Friday, October 29, 2010

Quail and pheasant hunts open Nov. 6

Gambel's Quail Photo Courtesy Lynn Chamberlain

If you’ve ever thought about hunting quail in Utah, this fall might be the time to give it a try.

California quail and Gamble’s quail populations have done well in Utah the past few years. And they appear to be doing even better this year.

Hunts for both species of quail start Nov. 6. Utah’s ring-necked pheasant hunt starts the same day.

Despite a continuing loss of habitat, more upland game hunters—about 15,000—pursue pheasants than any other upland game species in Utah.

Hunters who take to the state’s farm fields and other areas that have good pheasant habitat should find fair to good numbers of birds this fall. “Nesting conditions were good for pheasants this past spring,” says Dave Olsen, upland game coordinator for the Division of Wildlife Resources.

Olsen says counties along the Wasatch Front and Millard County in west-central Utah provide some of Utah’s best pheasant habitat. This habitat includes river bottoms, marshes and thickets near farm fields.

Olsen says many of these areas are privately owned or are close to private property. “Don’t wait until the last minute to approach a landowner about getting written permission to hunt his or her property,” he says. “Try to get this permission way in advance of the hunt.”

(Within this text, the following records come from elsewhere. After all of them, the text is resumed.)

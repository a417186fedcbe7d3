//! Scalar abstraction for differentiable numeric kernels.
//!
//! The kernels in this crate are written once, generically, and run either on
//! plain floating-point values or on a reverse/forward-mode automatic
//! differentiation scalar supplied by the caller. [`Scalar`] names exactly
//! the surface the kernels need: field arithmetic, `exp`/`ln`/`pow`,
//! ordering, lifting of `f64` literals, and a branch-free select.
//!
//! # Why a branch-free select
//! Tape-based AD records the operations actually executed. A native `if`
//! on a taped value bakes the taken branch into the recorded graph, so the
//! derivative is wrong on the other side of the threshold. `select_ge`
//! evaluates **both** arms and then chooses, which keeps the full expression
//! graph on the tape; AD scalar types should override it with their native
//! conditional-expression primitive when they have one.
use num_traits::{Float, FromPrimitive};

/// Numeric scalar usable in the assessment kernels.
///
/// Parameters and semantics
/// ------------------------
/// Supertraits supply field arithmetic, comparison, and the elementary
/// transcendentals (`exp`, `ln`, `powi`, `powf`) via [`num_traits::Float`],
/// plus conversion from primitive literals via [`num_traits::FromPrimitive`].
/// The trait adds:
///
/// - [`lit`](Scalar::lit): lift an `f64` literal (penalty weights, step
///   fractions) into the scalar type.
/// - [`select_ge`](Scalar::select_ge): branch-free conditional on `>=`.
///
/// Invariants
/// ----------
/// - `lit` must be total for the literals this crate uses (small constants
///   in `[0, 2]`); the default implementation treats a failed conversion as
///   a programming error.
/// - `select_ge(a, b, x, y)` must equal `x` when `a >= b` and `y` otherwise,
///   with both `x` and `y` already evaluated by the caller.
///
/// Notes
/// -----
/// - Implemented out of the box for `f64` and `f32`. AD types implement the
///   supertraits through operator overloading and override `select_ge` with
///   their tape-native conditional.
pub trait Scalar: Float + FromPrimitive {
    /// Lift an `f64` literal into the scalar type.
    fn lit(value: f64) -> Self {
        Self::from_f64(value).expect("kernel literals are representable in every Scalar impl")
    }

    /// Branch-free conditional: `if_ge` when `lhs >= rhs`, else `if_lt`.
    ///
    /// Both arms are evaluated before the call; this function only selects.
    /// The default is an ordinary comparison, which is correct for plain
    /// floats. Tape-based AD scalars should override it with their native
    /// conditional-expression operation so the non-taken arm stays on the
    /// recorded graph.
    fn select_ge(lhs: Self, rhs: Self, if_ge: Self, if_lt: Self) -> Self {
        if lhs >= rhs {
            if_ge
        } else {
            if_lt
        }
    }
}

impl Scalar for f64 {
    fn lit(value: f64) -> Self {
        value
    }
}

impl Scalar for f32 {}
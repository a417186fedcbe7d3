//! mortality::chapman_robson — Chapman-Robson total-mortality estimator.
//!
//! Purpose
//! -------
//! Estimate total instantaneous mortality Z from the age-frequency
//! distribution of a catch sample (Chapman & Robson 1960; Dunn et al. 2002),
//! using the mean recoded age above full recruitment.
//!
//! Key behaviors
//! -------------
//! - Recode ages relative to the age of full recruitment `kage`, accumulate
//!   the weighted mean recoded age ābar, and apply the closed form
//!   `Z = ln((1 + ābar − 1/N) / ābar)`.
//! - Truncate the usable age range at the **first** age whose count falls
//!   below `min_obs`. This is a deliberate early-exit policy inherited from
//!   the reference estimator — one sparse age class ends the window, it
//!   does not merely skip that age. Callers who want a filter must filter
//!   upstream.
//! - Signal "no estimate possible" (all usable weight at the recruitment
//!   age, ābar = 0) with the sentinel `z = −1` at the numeric layer, and as
//!   `None` through the typed [`CREstimate::estimate`] accessor.
//!
//! Invariants & assumptions
//! ------------------------
//! - `kage` and `aplus` are 1-based ages; the composition vector is
//!   0-indexed by age − 1. Window validity is checked up front.
//! - If the very first age is already below `min_obs`, nothing is recorded
//!   and the arithmetic produces NaN (0/0), which propagates per the
//!   crate's propagate-don't-throw policy; [`CREstimate::estimate`] maps it
//!   to `None`.
//!
//! Testing notes
//! -------------
//! - Unit tests pin the closed form on a hand-computed example, exercise
//!   the truncation policy with an interior sparse age, and cover the
//!   sentinel and NaN degeneracies.

use ndarray::Array1;

use crate::mortality::errors::MortResult;
use crate::mortality::validation::validate_age_range;

/// Sentinel written when the mean recoded age is zero and no mortality
/// estimate is possible. Kept at the numeric layer for drop-in parity with
/// assessment models that branch on `z == -1`.
pub const CR_NO_ESTIMATE: f64 = -1.0;

/// CREstimate — outcome of a Chapman-Robson total-mortality fit.
///
/// Purpose
/// -------
/// Hold the estimated total mortality Z from one age-composition sample,
/// preserving the reference estimator's sentinel semantics while also
/// offering a typed accessor for callers who prefer `Option`.
///
/// Fields
/// ------
/// - `z`: the estimate; `-1.0` (see [`CR_NO_ESTIMATE`]) when ābar = 0, NaN
///   when the truncation left no observations at all.
///
/// Invariants
/// ----------
/// - Constructed only through [`CREstimate::chapman_robson`], so the value
///   always reflects the documented formula on a validated age window.
///
/// Notes
/// -----
/// - Single scalar, `Copy`; cheap to collect per year/fleet in a loop.
#[derive(Debug, Copy, Clone, PartialEq)]
pub struct CREstimate {
    z: f64,
}

impl CREstimate {
    /// Run the Chapman-Robson estimator on one age composition.
    ///
    /// Parameters
    /// ----------
    /// - `age_comp`: per-age proportions or counts, 0-indexed by age − 1.
    /// - `kage`: 1-based age of full recruitment; recoded ages count from
    ///   here.
    /// - `aplus`: 1-based plus-group age, the last age considered.
    /// - `min_obs`: minimum count/proportion for an age to be usable. The
    ///   first age below this value truncates the remaining range.
    ///
    /// Returns
    /// -------
    /// `MortResult<CREstimate>`
    ///   - `Ok(est)` with `est.z()` equal to:
    ///     - `ln((1 + ābar − 1/N) / ābar)` when usable observations give
    ///       ābar > 0, where N is their sum and ābar the mean recoded age;
    ///     - [`CR_NO_ESTIMATE`] (−1) when ābar = 0;
    ///     - NaN when truncation recorded nothing (N = 0).
    ///   - `Err(MortError)` when the age window cannot index the data.
    ///
    /// Panics
    /// ------
    /// - Never panics; window validity is checked before any indexing, and
    ///   the recoded-age arithmetic stays in range for every validated
    ///   window (including `kage == 1`, where recoding starts at the first
    ///   element).
    ///
    /// Notes
    /// -----
    /// - Deliberately `f64`-only, unlike the smooth kernels: the
    ///   below-threshold early exit branches on data values, so the control
    ///   flow is not fixed and the estimator cannot sit on an AD tape
    ///   anyway. It consumes observed counts, not model quantities.
    ///
    /// Examples
    /// --------
    /// ```rust
    /// use ndarray::array;
    /// use stock_assessment::mortality::CREstimate;
    ///
    /// // Ages 1..=5; age 4 has no fish, so ages 4 and 5 are truncated.
    /// let comp = array![5.0, 10.0, 3.0, 0.0, 0.0];
    /// let est = CREstimate::chapman_robson(&comp, 1, 5, 1.0).unwrap();
    /// assert!(est.estimate().is_some());
    /// ```
    pub fn chapman_robson(
        age_comp: &Array1<f64>, kage: usize, aplus: usize, min_obs: f64,
    ) -> MortResult<Self> {
        validate_age_range(age_comp.len(), kage, aplus)?;

        let max_ages = aplus - kage + 1;
        let mut age_obs = Array1::<f64>::zeros(max_ages);
        let mut abar = 0.0;

        for a in (kage - 1)..aplus {
            if age_comp[a] >= min_obs {
                // a >= kage - 1, so adding first keeps the subtraction in
                // range for unsigned arithmetic.
                let rel = a + 1 - kage;
                age_obs[rel] = age_comp[a];
                abar += rel as f64 * age_comp[a];
            } else {
                // One sparse age ends the usable window; see module docs.
                break;
            }
        }

        let n = age_obs.sum();
        abar /= n;

        let z = if abar == 0.0 {
            CR_NO_ESTIMATE
        } else {
            ((1.0 + abar - 1.0 / n) / abar).ln()
        };

        Ok(CREstimate { z })
    }

    /// The raw estimate, sentinel semantics included: `-1` means "no
    /// estimate possible", NaN means the truncation recorded nothing.
    pub fn z(&self) -> f64 {
        self.z
    }

    /// The estimate as a typed optional: `None` for the `-1` sentinel and
    /// for non-finite degeneracies, `Some(z)` otherwise.
    pub fn estimate(&self) -> Option<f64> {
        if self.z == CR_NO_ESTIMATE || !self.z.is_finite() {
            None
        } else {
            Some(self.z)
        }
    }
}
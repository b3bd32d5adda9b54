//! Regression model and feature-scaling primitives
//!
//! This crate defines the in-memory shape of the serialized artifacts the
//! forecast service works with, organized by concern:
//!
//! - [`matrix`]: the dense feature matrix fed to models and scalers
//! - [`regressor`]: the [`Regressor`] contract and concrete model families
//! - [`scaler`]: the [`Transformer`] contract and concrete scaler families
//!
//! Models and scalers are immutable after deserialization and deterministic,
//! so a loaded artifact can be shared read-only across concurrent requests.
//!
//! ## Example
//!
//! ```rust
//! use model::prelude::*;
//!
//! let model = LinearModel::new(100.0, vec![2.5]);
//! let x = FeatureMatrix::from_column(vec![1.0, 2.0, 3.0]);
//! let predictions = model.predict(&x).unwrap();
//! assert_eq!(predictions.len(), 3);
//! ```

mod error;
pub mod matrix;
pub mod regressor;
pub mod scaler;

pub use error::{ModelError, Result};
pub use matrix::FeatureMatrix;
pub use regressor::{LinearModel, ModelArtifact, Regressor, SeasonalLinearModel};
pub use scaler::{MinMaxScaler, ScalerArtifact, StandardScaler, Transformer};

/// Prelude module for convenient imports
pub mod prelude {
    pub use crate::matrix::FeatureMatrix;
    pub use crate::regressor::{LinearModel, ModelArtifact, Regressor, SeasonalLinearModel};
    pub use crate::scaler::{MinMaxScaler, ScalerArtifact, StandardScaler, Transformer};
    pub use crate::{ModelError, Result};
}
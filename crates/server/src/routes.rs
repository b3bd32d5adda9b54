//! API route handlers

use crate::error::ApiError;
use crate::state::AppState;
use axum::extract::rejection::JsonRejection;
use axum::extract::State;
use axum::routing::{get, post};
use axum::{Json, Router};
use model::{FeatureMatrix, Regressor, Transformer};
use serde::{Deserialize, Serialize};
use tower_http::cors::{Any, CorsLayer};
use tower_http::trace::TraceLayer;

/// Prediction request: ordered month numbers
#[derive(Debug, Deserialize)]
pub struct PredictRequest {
    pub months: Vec<i64>,
}

/// One forecast entry, paired with the month it was requested for
#[derive(Debug, Serialize)]
pub struct ForecastEntry {
    pub month: i64,
    pub consumption: f64,
}

/// Prediction response, in request order
#[derive(Debug, Serialize)]
pub struct PredictResponse {
    pub forecast: Vec<ForecastEntry>,
}

/// Build the router with middleware
pub fn app(state: AppState) -> Router {
    let cors = CorsLayer::new()
        .allow_origin(Any)
        .allow_methods(Any)
        .allow_headers(Any);

    Router::new()
        .route("/", get(root))
        // Health endpoints (Kubernetes-compatible)
        .route("/health/live", get(liveness))
        .route("/health/ready", get(readiness))
        .route("/predict", post(predict))
        .layer(TraceLayer::new_for_http())
        .layer(cors)
        .with_state(state)
}

/// Fixed welcome message, served regardless of model state
async fn root() -> Json<serde_json::Value> {
    Json(serde_json::json!({
        "message": "Time Series Forecast API. POST to /predict with months."
    }))
}

/// Liveness probe - is the server running?
async fn liveness() -> Json<serde_json::Value> {
    Json(serde_json::json!({
        "status": "alive",
        "version": env!("CARGO_PKG_VERSION")
    }))
}

/// Readiness probe - the bundle loaded before the listener, so report it
async fn readiness(State(state): State<AppState>) -> Json<serde_json::Value> {
    Json(serde_json::json!({
        "status": "ready",
        "version": env!("CARGO_PKG_VERSION"),
        "model": state.bundle().name,
        "scaler": state.bundle().scaler.is_some()
    }))
}

/// Predict consumption for each requested month
///
/// Builds the single-column feature matrix, applies the scaler transform
/// when one was loaded, and pairs predictions with their input months in
/// request order.
async fn predict(
    State(state): State<AppState>,
    payload: Result<Json<PredictRequest>, JsonRejection>,
) -> Result<Json<PredictResponse>, ApiError> {
    let Json(request) = payload?;
    let months = request.months;

    let mut x = FeatureMatrix::from_column(months.iter().map(|&m| m as f64).collect());
    if let Some(scaler) = state.bundle().scaler.as_ref() {
        x = scaler.transform(&x)?;
    }
    let predictions = state.bundle().model.predict(&x)?;

    let forecast = months
        .into_iter()
        .zip(predictions)
        .map(|(month, consumption)| ForecastEntry { month, consumption })
        .collect();

    Ok(Json(PredictResponse { forecast }))
}
//! API error mapping
//!
//! Splits request failures into two classes: validation errors attributable
//! to the caller (400) and internal failures during scaling or prediction
//! (500). Both carry a `detail` field in the response body.

use axum::extract::rejection::JsonRejection;
use axum::http::StatusCode;
use axum::response::{IntoResponse, Response};
use axum::Json;
use model::ModelError;
use serde_json::json;
use thiserror::Error;

/// Errors surfaced to API callers
#[derive(Error, Debug)]
pub enum ApiError {
    /// Malformed request body or parameters
    #[error("{0}")]
    Validation(String),

    /// Failure inside the loaded model or scaler
    #[error("{0}")]
    Internal(String),
}

impl From<JsonRejection> for ApiError {
    fn from(rejection: JsonRejection) -> Self {
        ApiError::Validation(rejection.body_text())
    }
}

impl From<ModelError> for ApiError {
    fn from(err: ModelError) -> Self {
        // A loaded artifact that cannot predict is a server problem, not a
        // caller problem.
        ApiError::Internal(err.to_string())
    }
}

impl IntoResponse for ApiError {
    fn into_response(self) -> Response {
        let status = match &self {
            ApiError::Validation(_) => StatusCode::BAD_REQUEST,
            ApiError::Internal(detail) => {
                tracing::error!("prediction failed: {detail}");
                StatusCode::INTERNAL_SERVER_ERROR
            }
        };

        (status, Json(json!({ "detail": self.to_string() }))).into_response()
    }
}
//! Feature scaler families
//!
//! Fitted transforms applied to the feature matrix before it reaches the
//! model. A missing scaler artifact simply means the raw matrix is used.

use crate::error::{ModelError, Result};
use crate::matrix::FeatureMatrix;
use serde::{Deserialize, Serialize};

/// Common trait for all fitted feature transforms
///
/// `transform` preserves the shape of the input: same row count, same
/// column count.
pub trait Transformer {
    /// Rewrite the matrix column-wise using the fitted parameters
    fn transform(&self, x: &FeatureMatrix) -> Result<FeatureMatrix>;
}

/// Standardization: (x - mean) / scale per column
///
/// # Example
///
/// ```rust
/// use model::{FeatureMatrix, StandardScaler, Transformer};
///
/// let scaler = StandardScaler::new(vec![2.0], vec![2.0]).unwrap();
/// let x = FeatureMatrix::from_column(vec![0.0, 2.0, 4.0]);
/// let scaled = scaler.transform(&x).unwrap();
/// assert_eq!(scaled.row(0), &[-1.0]);
/// assert_eq!(scaled.row(2), &[1.0]);
/// ```
#[derive(Debug, Clone, Serialize, Deserialize)]
pub struct StandardScaler {
    /// Per-column mean
    mean: Vec<f64>,
    /// Per-column scale (standard deviation)
    scale: Vec<f64>,
}

impl StandardScaler {
    /// Create a standard scaler from fitted parameters
    ///
    /// Fails if `mean` and `scale` disagree in length.
    pub fn new(mean: Vec<f64>, scale: Vec<f64>) -> Result<Self> {
        if mean.len() != scale.len() {
            return Err(ModelError::InvalidParameter {
                name: "scale".to_string(),
                reason: format!(
                    "expected {} entries to match 'mean', got {}",
                    mean.len(),
                    scale.len()
                ),
            });
        }
        Ok(Self { mean, scale })
    }
}

impl Transformer for StandardScaler {
    fn transform(&self, x: &FeatureMatrix) -> Result<FeatureMatrix> {
        if x.rows() > 0 && x.cols() != self.mean.len() {
            return Err(ModelError::DimensionMismatch {
                expected: self.mean.len(),
                actual: x.cols(),
            });
        }

        x.map_entries(|col, value| {
            let scale = self.scale[col];
            if scale.abs() < f64::EPSILON {
                return Err(ModelError::NumericalError(format!(
                    "zero scale in column {col}"
                )));
            }
            Ok((value - self.mean[col]) / scale)
        })
    }
}

/// Min-max scaling: (x - min) / range per column
#[derive(Debug, Clone, Serialize, Deserialize)]
pub struct MinMaxScaler {
    /// Per-column minimum observed during fitting
    data_min: Vec<f64>,
    /// Per-column range (max - min) observed during fitting
    data_range: Vec<f64>,
}

impl MinMaxScaler {
    /// Create a min-max scaler from fitted parameters
    ///
    /// Fails if `data_min` and `data_range` disagree in length.
    pub fn new(data_min: Vec<f64>, data_range: Vec<f64>) -> Result<Self> {
        if data_min.len() != data_range.len() {
            return Err(ModelError::InvalidParameter {
                name: "data_range".to_string(),
                reason: format!(
                    "expected {} entries to match 'data_min', got {}",
                    data_min.len(),
                    data_range.len()
                ),
            });
        }
        Ok(Self {
            data_min,
            data_range,
        })
    }
}

impl Transformer for MinMaxScaler {
    fn transform(&self, x: &FeatureMatrix) -> Result<FeatureMatrix> {
        if x.rows() > 0 && x.cols() != self.data_min.len() {
            return Err(ModelError::DimensionMismatch {
                expected: self.data_min.len(),
                actual: x.cols(),
            });
        }

        x.map_entries(|col, value| {
            let range = self.data_range[col];
            if range.abs() < f64::EPSILON {
                return Err(ModelError::NumericalError(format!(
                    "zero range in column {col}"
                )));
            }
            Ok((value - self.data_min[col]) / range)
        })
    }
}

/// Deserialized scaler artifact
///
/// Tagged union of the transform families the training pipeline can export.
#[derive(Debug, Clone, Serialize, Deserialize)]
#[serde(tag = "kind", rename_all = "snake_case")]
pub enum ScalerArtifact {
    /// Standardization by mean and scale
    Standard(StandardScaler),
    /// Min-max scaling into the fitted range
    MinMax(MinMaxScaler),
}

impl Transformer for ScalerArtifact {
    fn transform(&self, x: &FeatureMatrix) -> Result<FeatureMatrix> {
        match self {
            ScalerArtifact::Standard(s) => s.transform(x),
            ScalerArtifact::MinMax(s) => s.transform(x),
        }
    }
}
//! Model error types
//!
//! Defines the standardized error type for all model and scaler operations.

use thiserror::Error;

/// Result type alias for model operations
pub type Result<T> = std::result::Result<T, ModelError>;

/// Errors that can occur during prediction or feature scaling
#[derive(Error, Debug, Clone, PartialEq)]
pub enum ModelError {
    /// Feature count of the input does not match the fitted artifact
    #[error("Dimension mismatch: artifact expects {expected} feature(s), matrix has {actual}")]
    DimensionMismatch { expected: usize, actual: usize },

    /// Invalid parameter value in a deserialized artifact
    #[error("Invalid parameter '{name}': {reason}")]
    InvalidParameter { name: String, reason: String },

    /// Numerical computation error
    #[error("Numerical error: {0}")]
    NumericalError(String),
}

#[cfg(test)]
mod tests {
    use super::*;

    #[test]
    fn test_dimension_mismatch_display() {
        let error = ModelError::DimensionMismatch {
            expected: 1,
            actual: 3,
        };
        assert_eq!(
            error.to_string(),
            "Dimension mismatch: artifact expects 1 feature(s), matrix has 3"
        );
    }

    #[test]
    fn test_invalid_parameter_display() {
        let error = ModelError::InvalidParameter {
            name: "monthly_offsets".to_string(),
            reason: "must contain 12 entries".to_string(),
        };
        assert_eq!(
            error.to_string(),
            "Invalid parameter 'monthly_offsets': must contain 12 entries"
        );
    }

    #[test]
    fn test_numerical_error_display() {
        let error = ModelError::NumericalError("zero scale in column 0".to_string());
        assert_eq!(error.to_string(), "Numerical error: zero scale in column 0");
    }

    #[test]
    fn test_error_is_clone_and_partial_eq() {
        let error = ModelError::DimensionMismatch {
            expected: 2,
            actual: 1,
        };
        assert_eq!(error.clone(), error);
    }

    #[test]
    fn test_error_implements_std_error() {
        let error: &dyn std::error::Error = &ModelError::NumericalError("nan".to_string());
        let _ = error.to_string();
    }

    #[test]
    fn test_result_error_propagation() {
        fn inner() -> Result<i32> {
            Err(ModelError::NumericalError("test".to_string()))
        }

        fn outer() -> Result<i32> {
            inner()?;
            Ok(42)
        }

        assert!(outer().is_err());
    }
}
//! # forecast server
//!
//! REST API exposing a pre-trained consumption regression model.
//! Artifacts are located and loaded once at startup; every request after
//! that only touches the in-memory bundle.

use anyhow::Context;
use std::env;
use std::net::SocketAddr;
use std::path::Path;
use tracing_subscriber::{layer::SubscriberExt, util::SubscriberInitExt};

mod error;
mod routes;
mod state;

use state::AppState;

#[tokio::main]
async fn main() -> anyhow::Result<()> {
    // Load .env file (optional - won't fail if missing)
    dotenvy::dotenv().ok();

    // Initialize tracing
    tracing_subscriber::registry()
        .with(tracing_subscriber::fmt::layer())
        .with(
            tracing_subscriber::EnvFilter::try_from_default_env()
                .unwrap_or_else(|_| "server=info,tower_http=info".into()),
        )
        .init();

    // Artifacts must load before the listener exists; a missing or corrupt
    // model aborts startup here.
    let artifact_dir = env::var("ARTIFACT_DIR").unwrap_or_else(|_| ".".to_string());
    let bundle = artifact::load(Path::new(&artifact_dir))
        .with_context(|| format!("loading artifacts from '{artifact_dir}'"))?;
    let state = AppState::new(bundle);

    let app = routes::app(state);

    // Server configuration from environment
    let host = env::var("HOST").unwrap_or_else(|_| "0.0.0.0".to_string());
    let port: u16 = env::var("PORT")
        .unwrap_or_else(|_| "8080".to_string())
        .parse()
        .context("PORT must be a valid number")?;
    let addr: SocketAddr = format!("{}:{}", host, port)
        .parse()
        .context("Invalid HOST:PORT configuration")?;

    tracing::info!(
        "forecast server v{} listening on {}",
        env!("CARGO_PKG_VERSION"),
        addr
    );

    let listener = tokio::net::TcpListener::bind(addr)
        .await
        .with_context(|| format!("binding {addr}"))?;
    axum::serve(listener, app).await?;

    Ok(())
}
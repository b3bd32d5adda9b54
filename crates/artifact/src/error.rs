//! Artifact error types

use std::path::PathBuf;
use thiserror::Error;

/// Result type alias for artifact operations
pub type Result<T> = std::result::Result<T, ArtifactError>;

/// Errors that can occur while locating or loading artifacts
///
/// All of these are fatal at startup: the service must not begin serving
/// without a usable model.
#[derive(Error, Debug)]
pub enum ArtifactError {
    /// No filename in the directory matched the model suffix
    #[error("No model artifact matching '*{suffix}' found in {dir}", suffix = crate::locate::MODEL_SUFFIX, dir = .dir.display())]
    ModelNotFound { dir: PathBuf },

    /// Filesystem error while enumerating or reading
    #[error("I/O error: {0}")]
    Io(#[from] std::io::Error),

    /// Artifact file exists but does not deserialize
    #[error("Failed to parse artifact {path}: {source}", path = .path.display())]
    Parse {
        path: PathBuf,
        #[source]
        source: serde_json::Error,
    },
}
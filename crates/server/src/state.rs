//! Application state shared across handlers
//!
//! The artifact bundle is established once before the listener starts and
//! never mutated, so handlers read it concurrently without locking.

use artifact::Bundle;
use std::sync::Arc;

/// Read-only handle to the loaded artifacts
#[derive(Clone)]
pub struct AppState {
    bundle: Arc<Bundle>,
}

impl AppState {
    /// Wrap a loaded bundle for sharing across handlers
    pub fn new(bundle: Bundle) -> Self {
        Self {
            bundle: Arc::new(bundle),
        }
    }

    /// The loaded artifacts
    pub fn bundle(&self) -> &Bundle {
        &self.bundle
    }
}
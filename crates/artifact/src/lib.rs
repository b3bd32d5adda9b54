//! Artifact discovery and loading
//!
//! At startup the service locates the exported model (and optional feature
//! scaler) on local disk and deserializes them into memory. Nothing here
//! runs per-request; the loaded bundle is shared read-only for the lifetime
//! of the process.
//!
//! - [`locate`]: suffix-based filename discovery with deterministic ordering
//! - [`load`]: deserialization of the located files into a [`Bundle`]

mod error;
pub mod load;
pub mod locate;

pub use error::{ArtifactError, Result};
pub use load::{load, Bundle};
pub use locate::{locate, LocatedArtifacts, MODEL_SUFFIX, SCALER_SUFFIX};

You must have written permission to hunt private land that’s properly posted. More information is available on page 13 of the 2010 - 2011 Utah Upland Game Guidebook.

The guidebook is available at .

California quail
California quail are found mostly in brushy thickets near the edge of fields and farms in northern, central and northeastern Utah.

These areas are usually found in urban settings. Because they’re usually found in urban areas, it’s important that you obey the law and that you’re careful where you shoot. And remember that you must have written permission to hunt on private land.

Gambel’s quail
Gambel’s quail are found in southwestern Utah, mostly in the Mohave Desert near the Nevada and Arizona borders in Washington and Kane counties.

Olsen says Gambel's quail populations and the amount of rain that falls in the spring go hand-in-hand; if plenty of rain is received, plenty of quail are usually available in the fall. And southwestern Utah received plenty of rain this past spring. “Those who know where to find quail should have a fun hunt,” Olsen says.

The best places to find Gambel’s quail include draws that are near water and that have almond and other types of brush in them.

When you find quail, get ready for some fast shooting. The birds could be together in small groups or in a covey of as many as a dozen quail. The action happens fast when the birds flush. Usually, the entire covey flushes at once. But sometimes smaller groups of birds will flush—two or three birds at a time—after the main covey has flushed.

“Shooting can be fast and furious,” Olsen says. “When you’re done, you’ll either be picking up a bird or two or waving goodbye to the birds you missed.”

Olsen says chukar partridge populations are also doing well in the Mohave Desert this fall, so you might find some chukars there too.